Each line below that carries the string "data" must appear in the answer.

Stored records
+---+

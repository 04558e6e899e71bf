//! Client interface to a shared object store.
//!
//! An object in the store is a blob of data bytes plus an "omap": a sorted
//! key/value map maintained alongside the data. Reads and writes are batched
//! into operations which the store applies atomically, and every object
//! carries a version token which increments on each applied write. A write
//! operation may assert the version it expects, turning the read/write pair
//! into an optimistic compare-and-swap.
//!
//! The production store (a RADOS cluster or similar) lives behind the
//! [`Cluster`] and [`ObjectStore`] traits. The in-process [`mem`] store
//! implements the same contract for tests and embedders.

use bytes::Bytes;
use std::sync::Arc;
use std::time::Duration;

pub mod mem;
mod ops;

pub use ops::{CreateMode, ReadOp, ReadResult, WriteOp};

#[derive(Debug, thiserror::Error)]
pub enum Error {
    #[error("object store unavailable: {0}")]
    Unavailable(String),
    #[error("'{0}' not found")]
    NotFound(String),
    #[error("'{0}' already exists")]
    AlreadyExists(String),
    #[error("object version mismatch (asserted {asserted}, object at {actual})")]
    VersionMismatch { asserted: u64, actual: u64 },
    #[error("watch cookie {0} is not registered")]
    BadCookie(u64),
}

pub type Result<T> = std::result::Result<T, Error>;

/// A change notification delivered to a watch.
#[derive(Debug, Clone)]
pub struct Notification {
    /// Identifies this notification for [`ObjectStore::notify_ack`].
    pub notify_id: u64,
    /// Identity of the notifying client.
    pub notifier: u64,
    pub payload: Bytes,
}

/// A registered watch on a single object.
///
/// Notifications are buffered until received. Dropping the handle does not
/// unregister the watch; call [`ObjectStore::unwatch`] with the cookie.
pub struct WatchHandle {
    cookie: u64,
    rx: tokio::sync::mpsc::UnboundedReceiver<Notification>,
}

impl WatchHandle {
    pub fn new(cookie: u64, rx: tokio::sync::mpsc::UnboundedReceiver<Notification>) -> Self {
        Self { cookie, rx }
    }

    pub fn cookie(&self) -> u64 {
        self.cookie
    }

    /// Receive the next notification. Returns None once the watch is
    /// unregistered or expired by the store.
    pub async fn recv(&mut self) -> Option<Notification> {
        self.rx.recv().await
    }
}

/// One pool/namespace of the store, scoping object ids.
///
/// Mirrors an io-context handle: all operations address objects by id within
/// the namespace the handle was opened on.
#[async_trait::async_trait]
pub trait ObjectStore: Send + Sync {
    /// Atomically apply a batched read, returning the object's version token
    /// alongside the results.
    async fn read(&self, oid: &str, op: ReadOp) -> Result<ReadResult>;

    /// Atomically apply a batched write. Fails with [`Error::VersionMismatch`]
    /// when the op asserts a version the object has moved past, applying
    /// nothing.
    async fn write(&self, oid: &str, op: WriteOp) -> Result<()>;

    /// Register a watch on `oid`. The store may expire the watch after
    /// `timeout` of unresponsiveness; the caller re-registers.
    async fn watch(&self, oid: &str, timeout: Duration) -> Result<WatchHandle>;

    async fn unwatch(&self, cookie: u64) -> Result<()>;

    /// Publish a notification to every watch of `oid`. Best-effort: delivery
    /// is not awaited beyond `timeout` and failures surface only here.
    async fn notify(&self, oid: &str, payload: Bytes, timeout: Duration) -> Result<()>;

    /// Acknowledge a received notification, unblocking the notifier.
    async fn notify_ack(&self, oid: &str, notify_id: u64, cookie: u64) -> Result<()>;
}

/// A connection to the store as a whole: pool management and io-context
/// creation.
#[async_trait::async_trait]
pub trait Cluster: Send + Sync {
    /// Create a pool. Surfaces [`Error::AlreadyExists`] when present; callers
    /// that want ensure-exists semantics tolerate it.
    async fn create_pool(&self, pool: &str) -> Result<()>;

    /// Open an io context on `pool` under `namespace`.
    async fn open(&self, pool: &str, namespace: Option<&str>) -> Result<Arc<dyn ObjectStore>>;
}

+---+

ANSWER TO THIS TASK:
//! An object in the store is a blob of data bytes plus an "omap": a sorted
//! key/value map maintained alongside the data. Reads and writes are batched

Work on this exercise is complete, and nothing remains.